Search the entries below for the string "Deserialize" and give the number of lines that hold it, nothing else.

◆ ◆ ◆ ◆

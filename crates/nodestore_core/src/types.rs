//! Core type definitions.

use serde::{Deserialize, Serialize};
use std::fmt;
use std::sync::atomic::{AtomicI64, Ordering};
use std::time::{SystemTime, UNIX_EPOCH};

static LAST_TIMESTAMP: AtomicI64 = AtomicI64::new(0);

/// Milliseconds since the Unix epoch.
///
/// [`Timestamp::now`] is strictly increasing across the whole process, so
/// two events are never stamped with the same value. Watermark comparisons
/// (`created < last_data_change`) rely on this.
#[derive(Debug, Clone, Copy, PartialEq, Eq, PartialOrd, Ord, Hash, Default, Serialize, Deserialize)]
pub struct Timestamp(pub i64);

impl Timestamp {
    /// The zero timestamp, used for "never".
    pub const ZERO: Self = Self(0);

    /// Returns a fresh timestamp, later than every previously issued one.
    #[must_use]
    pub fn now() -> Self {
        let wall = SystemTime::now()
            .duration_since(UNIX_EPOCH)
            .map(|d| i64::try_from(d.as_millis()).unwrap_or(i64::MAX))
            .unwrap_or(0);
        let mut prev = LAST_TIMESTAMP.load(Ordering::SeqCst);
        loop {
            let next = wall.max(prev + 1);
            match LAST_TIMESTAMP.compare_exchange_weak(prev, next, Ordering::SeqCst, Ordering::SeqCst) {
                Ok(_) => return Self(next),
                Err(actual) => prev = actual,
            }
        }
    }

    /// Returns the raw millisecond value.
    #[must_use]
    pub const fn as_millis(self) -> i64 {
        self.0
    }
}

impl fmt::Display for Timestamp {
    fn fmt(&self, f: &mut fmt::Formatter<'_>) -> fmt::Result {
        write!(f, "{}ms", self.0)
    }
}

/// Identifier of a transactor (one per worker thread).
#[derive(Debug, Clone, Copy, PartialEq, Eq, PartialOrd, Ord, Hash)]
pub struct TransactorId(pub u64);

impl TransactorId {
    /// Creates a new transactor ID.
    #[must_use]
    pub const fn new(id: u64) -> Self {
        Self(id)
    }

    /// Returns the raw ID value.
    #[must_use]
    pub const fn as_u64(self) -> u64 {
        self.0
    }
}

impl fmt::Display for TransactorId {
    fn fmt(&self, f: &mut fmt::Formatter<'_>) -> fmt::Result {
        write!(f, "tx:{}", self.0)
    }
}

#[cfg(test)]
mod tests {
    use super::*;

    #[test]
    fn timestamps_strictly_increase() {
        let mut prev = Timestamp::now();
        for _ in 0..1000 {
            let next = Timestamp::now();
            assert!(next > prev);
            prev = next;
        }
    }

    #[test]
    fn timestamps_increase_across_threads() {
        let handles: Vec<_> = (0..4)
            .map(|_| std::thread::spawn(|| (0..500).map(|_| Timestamp::now()).collect::<Vec<_>>()))
            .collect();
        let mut all: Vec<_> = handles.into_iter().flat_map(|h| h.join().unwrap()).collect();
        let total = all.len();
        all.sort();
        all.dedup();
        assert_eq!(all.len(), total);
    }

    #[test]
    fn transactor_id_display() {
        assert_eq!(format!("{}", TransactorId::new(7)), "tx:7");
    }
}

◆ ◆ ◆ ◆

Task output
2